A Segunda Guerra foi uma revanche nacionalista dos países que tinham “perdido” a Primeira Guerra, principalmente a Alemanha. O principal acontecimento da moda durante o período de guerra foi a invenção de matérias primas sintéticas e alternativas. O governo racionalizou o uso de tecidos nobres, como couro, seda e lã, pois os mesmos eram utilizados em grande escala para os uniformes dos soldados. Isso deu as grandes marcas de moda uma possibilidade de se reinventar, é nesse período que temos os primeiros relatos de palha e cortiço sendo usados na alta costura e em desfiles. É também nesse período que começa a ser implementado nas roupas, o Nylon, o acrílico e a viscose, conhecidos como artigos de substituição, por substituírem aqueles que era melhores e naturais e estavam sendo destinados ao exército.
Durante o período da Segunda Guerra, graças às bombas de gás que eram constantemente jogadas contra a população, um novo acessório vira parte obrigatória da vida de todos os pedestres, a máscara de gás. Por muitos meses as pessoas não se deslocava sem máscaras, tornando-se marca da silhueta de guerra.
Com o fim da Segunda Guerra Mundial, em 1945 a moda quis resgatar a feminilidade e a Era de Ouro, que foi a Belle Époque e estava completamente abandonada após duas guerras catastróficas. Com isso, Christian Dior apresenta o “New Look” e oferece para o mundo o que viria a ser a silhueta dos anos 50. Cintura extremamente marcada, saias godês imensas e rodadas e ombro arredondado. Trazendo de volta a imagem de uma mulher boneca, recatada e hiper feminina.

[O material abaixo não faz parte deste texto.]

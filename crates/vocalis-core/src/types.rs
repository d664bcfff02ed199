//! Shared type definitions

use std::fmt;
use std::path::Path;
use std::str::FromStr;

use serde::{Deserialize, Serialize};

use crate::error::LifecycleError;

/// Inference task served by a model family
#[derive(Debug, Clone, Copy, PartialEq, Eq, Hash, Serialize, Deserialize)]
#[serde(rename_all = "kebab-case")]
pub enum ModelTask {
    /// Speech-to-text
    AutomaticSpeechRecognition,
    /// Text-to-speech
    TextToSpeech,
    /// Who spoke when
    SpeakerDiarization,
}

impl ModelTask {
    /// Catalog tag for this task
    pub fn tag(&self) -> &'static str {
        match self {
            ModelTask::AutomaticSpeechRecognition => "automatic-speech-recognition",
            ModelTask::TextToSpeech => "text-to-speech",
            ModelTask::SpeakerDiarization => "speaker-diarization",
        }
    }
}

impl fmt::Display for ModelTask {
    fn fmt(&self, f: &mut fmt::Formatter<'_>) -> fmt::Result {
        f.write_str(self.tag())
    }
}

impl FromStr for ModelTask {
    type Err = LifecycleError;

    fn from_str(s: &str) -> Result<Self, Self::Err> {
        match s {
            "automatic-speech-recognition" => Ok(ModelTask::AutomaticSpeechRecognition),
            "text-to-speech" => Ok(ModelTask::TextToSpeech),
            "speaker-diarization" => Ok(ModelTask::SpeakerDiarization),
            other => Err(LifecycleError::Config(format!("unknown task: {other}"))),
        }
    }
}

/// Description of a model, either from the remote catalog or the local cache
#[derive(Debug, Clone, PartialEq, Eq, Serialize, Deserialize)]
pub struct ModelMetadata {
    /// Model identifier (e.g. "Systran/faster-whisper-small")
    pub id: String,
    /// Creation (remote) or last modification (local) time, unix seconds
    pub created: i64,
    /// Always "model"
    pub object: String,
    /// Owning namespace
    pub owned_by: String,
    /// Language tags
    pub language: Vec<String>,
    /// Task tag
    pub task: ModelTask,
}

impl ModelMetadata {
    /// Create metadata, deriving `owned_by` from the id namespace
    pub fn new(id: impl Into<String>, created: i64, language: Vec<String>, task: ModelTask) -> Self {
        let id = id.into();
        let owned_by = owner_of(&id).to_string();
        Self {
            id,
            created,
            object: "model".to_string(),
            owned_by,
            language,
            task,
        }
    }
}

/// Namespace part of a model id ("org/name" -> "org")
pub fn owner_of(model_id: &str) -> &str {
    model_id.split('/').next().unwrap_or(model_id)
}

/// Inference device selection
#[derive(Debug, Clone, Copy, PartialEq, Eq, Default, Serialize, Deserialize)]
#[serde(rename_all = "lowercase")]
pub enum Device {
    Cpu,
    Cuda,
    #[default]
    Auto,
}

impl Device {
    /// Resolve `Auto` to a concrete device for this host
    pub fn resolve(&self) -> Device {
        match self {
            Device::Auto => {
                if cuda_available() {
                    Device::Cuda
                } else {
                    Device::Cpu
                }
            }
            other => *other,
        }
    }
}

impl fmt::Display for Device {
    fn fmt(&self, f: &mut fmt::Formatter<'_>) -> fmt::Result {
        match self {
            Device::Cpu => write!(f, "cpu"),
            Device::Cuda => write!(f, "cuda"),
            Device::Auto => write!(f, "auto"),
        }
    }
}

impl FromStr for Device {
    type Err = LifecycleError;

    fn from_str(s: &str) -> Result<Self, Self::Err> {
        match s.to_ascii_lowercase().as_str() {
            "cpu" => Ok(Device::Cpu),
            "cuda" => Ok(Device::Cuda),
            "auto" => Ok(Device::Auto),
            other => Err(LifecycleError::Config(format!("unknown device: {other}"))),
        }
    }
}

fn cuda_available() -> bool {
    if let Ok(visible) = std::env::var("CUDA_VISIBLE_DEVICES") {
        if visible.trim().is_empty() || visible.trim() == "-1" {
            return false;
        }
    }
    Path::new("/dev/nvidiactl").exists()
}

/// Weight precision / quantization mode
#[derive(Debug, Clone, Copy, PartialEq, Eq, Default, Serialize, Deserialize)]
#[serde(rename_all = "snake_case")]
pub enum Quantization {
    Int8,
    Int8Float16,
    Int8Bfloat16,
    Int8Float32,
    Int16,
    Float16,
    Bfloat16,
    Float32,
    #[default]
    Default,
}

impl Quantization {
    pub fn as_str(&self) -> &'static str {
        match self {
            Quantization::Int8 => "int8",
            Quantization::Int8Float16 => "int8_float16",
            Quantization::Int8Bfloat16 => "int8_bfloat16",
            Quantization::Int8Float32 => "int8_float32",
            Quantization::Int16 => "int16",
            Quantization::Float16 => "float16",
            Quantization::Bfloat16 => "bfloat16",
            Quantization::Float32 => "float32",
            Quantization::Default => "default",
        }
    }
}

impl fmt::Display for Quantization {
    fn fmt(&self, f: &mut fmt::Formatter<'_>) -> fmt::Result {
        f.write_str(self.as_str())
    }
}

impl FromStr for Quantization {
    type Err = LifecycleError;

    fn from_str(s: &str) -> Result<Self, Self::Err> {
        let q = match s {
            "int8" => Quantization::Int8,
            "int8_float16" => Quantization::Int8Float16,
            "int8_bfloat16" => Quantization::Int8Bfloat16,
            "int8_float32" => Quantization::Int8Float32,
            "int16" => Quantization::Int16,
            "float16" => Quantization::Float16,
            "bfloat16" => Quantization::Bfloat16,
            "float32" => Quantization::Float32,
            "default" => Quantization::Default,
            other => {
                return Err(LifecycleError::Config(format!("unknown compute type: {other}")));
            }
        };
        Ok(q)
    }
}

#[cfg(test)]
mod tests {
    use super::*;

    #[test]
    fn test_metadata_owner() {
        let meta = ModelMetadata::new(
            "Systran/faster-whisper-tiny.en",
            0,
            vec!["en".to_string()],
            ModelTask::AutomaticSpeechRecognition,
        );
        assert_eq!(meta.owned_by, "Systran");
        assert_eq!(meta.object, "model");
    }

    #[test]
    fn test_task_serde() {
        let json = serde_json::to_string(&ModelTask::TextToSpeech).unwrap();
        assert_eq!(json, "\"text-to-speech\"");
        assert_eq!(
            "speaker-diarization".parse::<ModelTask>().unwrap(),
            ModelTask::SpeakerDiarization
        );
    }

    #[test]
    fn test_quantization_parse() {
        assert_eq!("int8_float16".parse::<Quantization>().unwrap(), Quantization::Int8Float16);
        assert_eq!(Quantization::Bfloat16.to_string(), "bfloat16");
        assert!("int4".parse::<Quantization>().is_err());
    }

    #[test]
    fn test_device_resolve_is_concrete() {
        assert_ne!(Device::Auto.resolve(), Device::Auto);
        assert_eq!(Device::Cpu.resolve(), Device::Cpu);
        assert_eq!("CUDA".parse::<Device>().unwrap(), Device::Cuda);
    }
}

Com isso, ao olharmos para o passado histórico nós vemos o quanto a moda tem um papel indispensável na construção, na criação e na compreensão da imagem de toda uma época e geração. Hoje, nós estamos vivendo uma ameaça diferente de guerras e conflitos armados, mas que também está mudando completamente nossa forma de viver, de enxergar o mundo e de nos apresentar.
Qual será a herança dessa pandemia que estamos presenciando no vestuário contemporâneo? Será que teremos uma volta repentina do estilo de vida intenso e superficial dos “Anos Loucos”? Ou será que teremos na máscara um símbolo de resistência? Não é possível prever qual será o novo normal a partir de agora e o que definirá a silhueta pós COVID-19. Por enquanto nós seguimos fazendo nossa parte, ficando em casa e nos protegendo, aguardando os próximos passos, esperando e desejando por um futuro melhor.